- Opening Delimiter -

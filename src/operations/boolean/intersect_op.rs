use crate::error::Result;
use crate::geometry::blueprint::Blueprint;
use crate::geometry::shape::Shape2D;
use crate::math::Precision;

use super::engine::boolean_execute;
use super::select::BooleanOp;

/// Computes the region shared by two blueprints.
pub struct Intersect<'a> {
    blueprint_a: &'a Blueprint,
    blueprint_b: &'a Blueprint,
    precision: Precision,
}

impl<'a> Intersect<'a> {
    /// Creates a new `Intersect` operation with the default precision.
    #[must_use]
    pub fn new(blueprint_a: &'a Blueprint, blueprint_b: &'a Blueprint) -> Self {
        Self {
            blueprint_a,
            blueprint_b,
            precision: Precision::default(),
        }
    }

    /// Sets the precision used for point identity and intersections.
    #[must_use]
    pub fn with_precision(mut self, precision: Precision) -> Self {
        self.precision = precision;
        self
    }

    /// Executes the intersection.
    ///
    /// # Errors
    ///
    /// Returns an error if an input is self-intersecting or contains a
    /// degenerate curve.
    pub fn execute(&self) -> Result<Shape2D> {
        boolean_execute(self.blueprint_a, self.blueprint_b, BooleanOp::Intersect, &self.precision)
    }
}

- Closing Delimiter -

▶ [Task prompt]: Reproduce all the data word for word.

▶ [Problem solution]:
filename src/operations/boolean/intersect_op.rs
use crate::error::Result;
use crate::geometry::blueprint::Blueprint;
use crate::geometry::shape::Shape2D;
use crate::math::Precision;

use super::engine::boolean_execute;
use super::select::BooleanOp;

/// Computes the region shared by two blueprints.
pub struct Intersect<'a> {
    blueprint_a: &'a Blueprint,
    blueprint_b: &'a Blueprint,
    precision: Precision,
}

impl<'a> Intersect<'a> {
    /// Creates a new `Intersect` operation with the default precision.
    #[must_use]
    pub fn new(blueprint_a: &'a Blueprint, blueprint_b: &'a Blueprint) -> Self {
        Self {
            blueprint_a,
            blueprint_b,
            precision: Precision::default(),
        }
    }

    /// Sets the precision used for point identity and intersections.
    #[must_use]
    pub fn with_precision(mut self, precision: Precision) -> Self {
        self.precision = precision;
        self
    }

    /// Executes the intersection.
    ///
    /// # Errors
    ///
    /// Returns an error if an input is self-intersecting or contains a
    /// degenerate curve.
    pub fn execute(&self) -> Result<Shape2D> {
        boolean_execute(self.blueprint_a, self.blueprint_b, BooleanOp::Intersect, &self.precision)
    }
}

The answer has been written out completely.